Provided entries START
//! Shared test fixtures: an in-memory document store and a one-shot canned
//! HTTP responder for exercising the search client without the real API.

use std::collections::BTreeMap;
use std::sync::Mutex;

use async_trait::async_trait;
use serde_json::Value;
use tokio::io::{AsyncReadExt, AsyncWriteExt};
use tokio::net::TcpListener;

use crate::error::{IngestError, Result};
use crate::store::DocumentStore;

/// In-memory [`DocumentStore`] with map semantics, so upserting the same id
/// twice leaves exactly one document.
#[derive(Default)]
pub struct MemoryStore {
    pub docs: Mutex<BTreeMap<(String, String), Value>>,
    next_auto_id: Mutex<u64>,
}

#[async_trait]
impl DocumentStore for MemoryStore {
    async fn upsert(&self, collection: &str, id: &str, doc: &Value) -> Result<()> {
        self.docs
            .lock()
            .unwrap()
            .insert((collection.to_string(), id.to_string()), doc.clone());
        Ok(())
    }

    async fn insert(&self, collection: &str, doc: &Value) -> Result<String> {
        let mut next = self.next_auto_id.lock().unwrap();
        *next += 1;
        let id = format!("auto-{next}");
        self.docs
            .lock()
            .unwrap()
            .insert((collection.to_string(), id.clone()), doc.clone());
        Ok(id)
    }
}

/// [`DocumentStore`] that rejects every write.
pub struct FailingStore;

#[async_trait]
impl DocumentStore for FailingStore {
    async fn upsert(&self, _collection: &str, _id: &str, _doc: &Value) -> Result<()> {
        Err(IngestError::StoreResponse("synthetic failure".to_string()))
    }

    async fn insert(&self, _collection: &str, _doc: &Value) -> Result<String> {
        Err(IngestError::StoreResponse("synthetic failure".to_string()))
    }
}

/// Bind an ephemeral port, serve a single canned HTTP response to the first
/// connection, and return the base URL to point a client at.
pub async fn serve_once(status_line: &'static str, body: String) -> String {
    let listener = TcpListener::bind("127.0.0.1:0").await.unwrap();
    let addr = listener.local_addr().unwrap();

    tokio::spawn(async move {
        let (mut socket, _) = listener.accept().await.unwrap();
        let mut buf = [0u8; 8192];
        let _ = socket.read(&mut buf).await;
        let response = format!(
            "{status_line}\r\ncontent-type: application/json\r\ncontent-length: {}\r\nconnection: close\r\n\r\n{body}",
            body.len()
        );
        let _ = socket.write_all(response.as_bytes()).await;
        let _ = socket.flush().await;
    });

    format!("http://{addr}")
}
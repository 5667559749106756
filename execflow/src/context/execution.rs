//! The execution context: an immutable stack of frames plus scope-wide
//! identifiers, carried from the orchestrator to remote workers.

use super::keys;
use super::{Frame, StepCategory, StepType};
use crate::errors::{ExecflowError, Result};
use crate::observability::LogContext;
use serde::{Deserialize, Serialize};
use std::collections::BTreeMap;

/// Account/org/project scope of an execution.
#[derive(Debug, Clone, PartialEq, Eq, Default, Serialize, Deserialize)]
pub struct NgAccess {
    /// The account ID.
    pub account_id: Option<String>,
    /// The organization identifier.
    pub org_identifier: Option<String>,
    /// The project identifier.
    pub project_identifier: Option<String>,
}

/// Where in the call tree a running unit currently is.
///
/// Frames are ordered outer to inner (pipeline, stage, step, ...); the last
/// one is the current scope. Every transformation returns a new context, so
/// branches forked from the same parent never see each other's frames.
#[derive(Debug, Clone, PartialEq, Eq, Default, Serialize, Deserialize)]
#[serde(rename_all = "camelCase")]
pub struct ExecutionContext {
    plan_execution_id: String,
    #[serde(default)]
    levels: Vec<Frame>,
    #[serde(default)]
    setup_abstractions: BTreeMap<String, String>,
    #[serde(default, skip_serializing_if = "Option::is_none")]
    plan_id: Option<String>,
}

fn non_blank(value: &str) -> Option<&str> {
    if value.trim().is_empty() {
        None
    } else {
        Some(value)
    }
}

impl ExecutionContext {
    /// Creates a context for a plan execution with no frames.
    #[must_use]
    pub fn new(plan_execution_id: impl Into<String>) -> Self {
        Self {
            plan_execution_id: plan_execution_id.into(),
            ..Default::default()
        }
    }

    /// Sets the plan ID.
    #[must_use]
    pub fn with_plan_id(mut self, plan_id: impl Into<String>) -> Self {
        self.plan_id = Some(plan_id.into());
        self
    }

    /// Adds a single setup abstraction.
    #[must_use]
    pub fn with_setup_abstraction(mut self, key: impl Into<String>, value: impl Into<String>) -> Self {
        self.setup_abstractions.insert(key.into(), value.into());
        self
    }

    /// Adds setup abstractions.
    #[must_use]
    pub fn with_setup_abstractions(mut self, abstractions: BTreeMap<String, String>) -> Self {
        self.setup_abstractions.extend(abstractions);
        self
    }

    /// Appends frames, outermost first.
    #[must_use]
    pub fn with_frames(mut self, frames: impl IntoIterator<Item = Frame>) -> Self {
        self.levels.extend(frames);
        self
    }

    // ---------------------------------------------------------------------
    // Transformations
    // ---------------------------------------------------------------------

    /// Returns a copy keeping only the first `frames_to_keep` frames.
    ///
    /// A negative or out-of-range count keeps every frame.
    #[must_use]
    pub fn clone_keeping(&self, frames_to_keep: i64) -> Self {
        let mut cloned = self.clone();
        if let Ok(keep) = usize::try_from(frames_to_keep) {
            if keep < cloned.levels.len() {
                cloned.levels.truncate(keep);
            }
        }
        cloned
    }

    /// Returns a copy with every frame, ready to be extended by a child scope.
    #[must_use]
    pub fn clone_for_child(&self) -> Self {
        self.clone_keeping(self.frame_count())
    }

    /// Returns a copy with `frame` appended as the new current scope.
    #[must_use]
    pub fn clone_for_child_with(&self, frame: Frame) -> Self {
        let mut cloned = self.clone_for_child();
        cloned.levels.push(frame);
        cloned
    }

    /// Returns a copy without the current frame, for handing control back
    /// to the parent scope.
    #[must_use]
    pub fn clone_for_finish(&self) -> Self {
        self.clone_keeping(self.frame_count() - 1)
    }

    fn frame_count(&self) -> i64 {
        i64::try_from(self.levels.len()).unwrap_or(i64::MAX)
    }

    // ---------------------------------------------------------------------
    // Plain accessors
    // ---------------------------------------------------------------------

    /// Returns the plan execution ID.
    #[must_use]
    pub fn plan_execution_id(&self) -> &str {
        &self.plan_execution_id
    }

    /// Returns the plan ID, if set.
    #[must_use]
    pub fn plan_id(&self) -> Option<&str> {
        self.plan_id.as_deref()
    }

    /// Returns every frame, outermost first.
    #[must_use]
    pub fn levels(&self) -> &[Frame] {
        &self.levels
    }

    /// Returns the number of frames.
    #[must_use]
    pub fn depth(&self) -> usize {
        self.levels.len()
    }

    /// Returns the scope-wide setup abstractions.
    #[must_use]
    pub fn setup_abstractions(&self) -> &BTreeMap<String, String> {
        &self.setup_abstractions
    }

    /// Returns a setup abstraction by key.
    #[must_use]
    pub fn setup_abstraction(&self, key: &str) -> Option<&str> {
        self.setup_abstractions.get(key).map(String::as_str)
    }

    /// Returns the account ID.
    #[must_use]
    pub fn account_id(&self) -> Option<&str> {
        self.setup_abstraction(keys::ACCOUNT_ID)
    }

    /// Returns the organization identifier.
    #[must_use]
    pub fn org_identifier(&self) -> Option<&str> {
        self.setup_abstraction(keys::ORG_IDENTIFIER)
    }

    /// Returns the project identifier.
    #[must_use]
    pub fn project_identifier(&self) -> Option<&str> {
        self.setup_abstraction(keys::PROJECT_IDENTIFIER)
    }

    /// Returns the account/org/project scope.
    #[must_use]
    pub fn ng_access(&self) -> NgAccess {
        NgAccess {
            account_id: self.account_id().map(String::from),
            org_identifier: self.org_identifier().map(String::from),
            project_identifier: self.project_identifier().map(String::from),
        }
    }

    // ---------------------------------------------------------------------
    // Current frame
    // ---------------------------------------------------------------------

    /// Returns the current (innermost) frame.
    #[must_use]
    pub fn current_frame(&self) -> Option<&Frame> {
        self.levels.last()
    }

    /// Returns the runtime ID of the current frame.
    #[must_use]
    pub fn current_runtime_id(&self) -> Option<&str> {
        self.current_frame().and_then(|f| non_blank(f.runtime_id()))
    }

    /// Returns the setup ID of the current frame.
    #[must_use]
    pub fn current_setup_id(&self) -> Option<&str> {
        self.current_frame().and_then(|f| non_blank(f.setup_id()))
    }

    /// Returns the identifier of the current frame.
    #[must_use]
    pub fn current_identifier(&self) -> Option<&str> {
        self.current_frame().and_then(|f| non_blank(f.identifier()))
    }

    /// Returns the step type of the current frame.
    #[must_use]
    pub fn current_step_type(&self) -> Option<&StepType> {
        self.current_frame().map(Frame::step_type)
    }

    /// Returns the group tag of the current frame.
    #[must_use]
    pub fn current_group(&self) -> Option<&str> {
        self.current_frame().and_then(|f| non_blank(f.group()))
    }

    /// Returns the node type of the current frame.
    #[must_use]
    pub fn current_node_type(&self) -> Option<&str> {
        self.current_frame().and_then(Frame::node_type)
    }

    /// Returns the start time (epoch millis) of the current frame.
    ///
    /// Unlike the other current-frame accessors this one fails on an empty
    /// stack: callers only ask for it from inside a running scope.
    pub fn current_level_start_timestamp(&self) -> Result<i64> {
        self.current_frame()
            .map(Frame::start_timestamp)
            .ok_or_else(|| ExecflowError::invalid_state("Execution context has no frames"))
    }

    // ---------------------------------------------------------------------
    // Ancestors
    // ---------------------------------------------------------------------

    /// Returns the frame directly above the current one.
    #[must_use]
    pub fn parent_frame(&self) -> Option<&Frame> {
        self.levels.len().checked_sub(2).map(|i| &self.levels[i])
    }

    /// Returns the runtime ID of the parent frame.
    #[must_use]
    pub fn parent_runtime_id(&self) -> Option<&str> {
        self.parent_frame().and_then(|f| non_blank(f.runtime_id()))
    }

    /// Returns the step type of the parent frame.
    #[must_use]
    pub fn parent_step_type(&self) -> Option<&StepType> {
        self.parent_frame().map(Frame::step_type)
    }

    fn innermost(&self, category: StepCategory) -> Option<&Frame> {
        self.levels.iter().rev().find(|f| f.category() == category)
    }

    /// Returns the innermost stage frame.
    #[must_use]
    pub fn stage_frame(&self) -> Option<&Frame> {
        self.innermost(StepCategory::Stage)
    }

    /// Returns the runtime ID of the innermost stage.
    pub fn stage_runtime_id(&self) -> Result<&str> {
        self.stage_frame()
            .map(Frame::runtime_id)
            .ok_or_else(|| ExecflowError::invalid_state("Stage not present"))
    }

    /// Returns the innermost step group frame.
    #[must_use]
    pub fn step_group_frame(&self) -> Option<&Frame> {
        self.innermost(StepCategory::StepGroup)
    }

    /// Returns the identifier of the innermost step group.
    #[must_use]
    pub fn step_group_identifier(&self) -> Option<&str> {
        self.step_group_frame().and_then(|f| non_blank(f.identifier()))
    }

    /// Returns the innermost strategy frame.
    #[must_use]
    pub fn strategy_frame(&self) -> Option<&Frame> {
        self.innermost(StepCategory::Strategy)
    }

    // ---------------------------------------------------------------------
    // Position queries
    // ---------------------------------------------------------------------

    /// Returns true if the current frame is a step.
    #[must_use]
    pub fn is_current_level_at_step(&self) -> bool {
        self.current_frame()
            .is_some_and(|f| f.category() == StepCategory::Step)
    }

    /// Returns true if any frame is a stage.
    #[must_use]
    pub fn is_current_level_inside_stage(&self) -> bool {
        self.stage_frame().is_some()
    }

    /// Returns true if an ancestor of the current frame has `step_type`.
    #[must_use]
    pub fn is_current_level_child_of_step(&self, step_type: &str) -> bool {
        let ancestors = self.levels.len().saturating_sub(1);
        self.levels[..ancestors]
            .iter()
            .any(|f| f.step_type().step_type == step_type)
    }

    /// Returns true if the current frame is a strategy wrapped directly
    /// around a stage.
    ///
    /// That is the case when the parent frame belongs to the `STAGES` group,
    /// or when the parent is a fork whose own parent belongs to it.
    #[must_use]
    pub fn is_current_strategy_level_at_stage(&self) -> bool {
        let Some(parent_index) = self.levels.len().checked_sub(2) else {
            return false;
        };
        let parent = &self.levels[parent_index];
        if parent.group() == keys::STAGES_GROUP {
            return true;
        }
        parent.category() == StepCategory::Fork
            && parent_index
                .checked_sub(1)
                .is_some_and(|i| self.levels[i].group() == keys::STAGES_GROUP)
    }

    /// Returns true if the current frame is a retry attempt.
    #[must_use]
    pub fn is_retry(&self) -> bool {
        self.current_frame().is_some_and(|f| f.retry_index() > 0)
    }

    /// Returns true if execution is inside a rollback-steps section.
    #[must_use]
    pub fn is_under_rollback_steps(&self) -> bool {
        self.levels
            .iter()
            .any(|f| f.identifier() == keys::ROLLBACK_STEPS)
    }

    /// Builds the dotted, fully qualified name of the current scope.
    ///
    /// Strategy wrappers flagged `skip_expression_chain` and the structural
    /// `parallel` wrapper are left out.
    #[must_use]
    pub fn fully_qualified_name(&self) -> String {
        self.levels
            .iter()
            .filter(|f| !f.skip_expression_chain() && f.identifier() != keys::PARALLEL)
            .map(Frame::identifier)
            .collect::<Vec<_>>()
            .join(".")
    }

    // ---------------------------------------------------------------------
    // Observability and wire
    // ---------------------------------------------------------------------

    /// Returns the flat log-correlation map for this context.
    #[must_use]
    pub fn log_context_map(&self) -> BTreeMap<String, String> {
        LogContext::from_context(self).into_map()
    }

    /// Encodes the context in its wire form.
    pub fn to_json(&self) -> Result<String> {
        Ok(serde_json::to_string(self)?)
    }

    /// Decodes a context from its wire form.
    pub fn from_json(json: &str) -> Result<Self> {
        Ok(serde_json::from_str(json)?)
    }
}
Provided entries END
Show all lines in the records above that hold "bool".

(The answer):
    pub fn is_current_level_at_step(&self) -> bool {
    pub fn is_current_level_inside_stage(&self) -> bool {
    pub fn is_current_level_child_of_step(&self, step_type: &str) -> bool {
    pub fn is_current_strategy_level_at_stage(&self) -> bool {
    pub fn is_retry(&self) -> bool {
    pub fn is_under_rollback_steps(&self) -> bool {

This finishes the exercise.